▶ [HOW TO COMPLETE THIS TASK] Starting at the first line of the records below, transcribe each line exactly, ending with the line that contains "ClapCommand::new(PROGRAM_NAME)".

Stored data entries
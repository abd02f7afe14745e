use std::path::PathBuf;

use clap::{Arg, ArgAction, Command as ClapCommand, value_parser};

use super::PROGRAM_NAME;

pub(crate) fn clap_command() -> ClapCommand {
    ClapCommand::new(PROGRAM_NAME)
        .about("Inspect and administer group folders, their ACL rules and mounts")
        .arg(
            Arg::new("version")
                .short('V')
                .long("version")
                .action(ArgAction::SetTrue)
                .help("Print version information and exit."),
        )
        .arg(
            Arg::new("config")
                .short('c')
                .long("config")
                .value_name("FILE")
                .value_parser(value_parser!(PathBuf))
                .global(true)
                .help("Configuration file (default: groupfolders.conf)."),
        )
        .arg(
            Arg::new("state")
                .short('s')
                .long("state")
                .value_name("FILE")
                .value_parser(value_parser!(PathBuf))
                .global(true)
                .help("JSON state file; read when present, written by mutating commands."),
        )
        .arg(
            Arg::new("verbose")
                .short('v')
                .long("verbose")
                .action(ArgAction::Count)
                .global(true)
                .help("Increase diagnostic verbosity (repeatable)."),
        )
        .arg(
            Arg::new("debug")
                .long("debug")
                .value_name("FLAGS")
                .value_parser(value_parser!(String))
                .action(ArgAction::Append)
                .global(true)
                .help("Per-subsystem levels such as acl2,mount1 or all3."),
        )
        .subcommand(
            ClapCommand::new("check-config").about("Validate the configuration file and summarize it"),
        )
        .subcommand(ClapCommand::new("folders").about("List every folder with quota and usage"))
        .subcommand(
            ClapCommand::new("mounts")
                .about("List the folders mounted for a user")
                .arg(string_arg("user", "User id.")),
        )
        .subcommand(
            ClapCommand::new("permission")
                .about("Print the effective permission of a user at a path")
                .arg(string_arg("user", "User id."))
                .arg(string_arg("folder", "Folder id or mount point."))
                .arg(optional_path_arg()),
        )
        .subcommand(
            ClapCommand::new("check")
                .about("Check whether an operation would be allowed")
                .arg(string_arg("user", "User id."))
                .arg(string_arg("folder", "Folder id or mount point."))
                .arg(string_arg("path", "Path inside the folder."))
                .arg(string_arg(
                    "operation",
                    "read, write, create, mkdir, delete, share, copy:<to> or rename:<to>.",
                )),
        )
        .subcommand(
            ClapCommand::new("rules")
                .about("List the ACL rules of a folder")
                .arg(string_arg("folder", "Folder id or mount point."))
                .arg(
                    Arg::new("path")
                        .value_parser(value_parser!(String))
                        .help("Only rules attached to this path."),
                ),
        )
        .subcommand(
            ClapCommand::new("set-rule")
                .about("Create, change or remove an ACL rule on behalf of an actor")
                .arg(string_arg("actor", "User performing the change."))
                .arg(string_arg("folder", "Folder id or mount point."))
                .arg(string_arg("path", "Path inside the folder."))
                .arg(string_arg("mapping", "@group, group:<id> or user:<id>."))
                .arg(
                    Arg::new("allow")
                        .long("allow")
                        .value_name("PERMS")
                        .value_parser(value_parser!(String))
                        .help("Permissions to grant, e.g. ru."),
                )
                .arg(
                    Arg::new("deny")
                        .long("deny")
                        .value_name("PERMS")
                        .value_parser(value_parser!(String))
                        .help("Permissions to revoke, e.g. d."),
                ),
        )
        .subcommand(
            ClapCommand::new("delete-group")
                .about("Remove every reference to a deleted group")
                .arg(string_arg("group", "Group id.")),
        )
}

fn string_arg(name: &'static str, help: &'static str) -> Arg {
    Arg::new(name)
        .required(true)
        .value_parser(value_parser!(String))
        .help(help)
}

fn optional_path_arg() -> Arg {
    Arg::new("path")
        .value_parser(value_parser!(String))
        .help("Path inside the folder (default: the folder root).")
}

▶ [TASK RESULT]
repository abd02f7afe14745e
use std::path::PathBuf;

use clap::{Arg, ArgAction, Command as ClapCommand, value_parser};

use super::PROGRAM_NAME;

pub(crate) fn clap_command() -> ClapCommand {
    ClapCommand::new(PROGRAM_NAME)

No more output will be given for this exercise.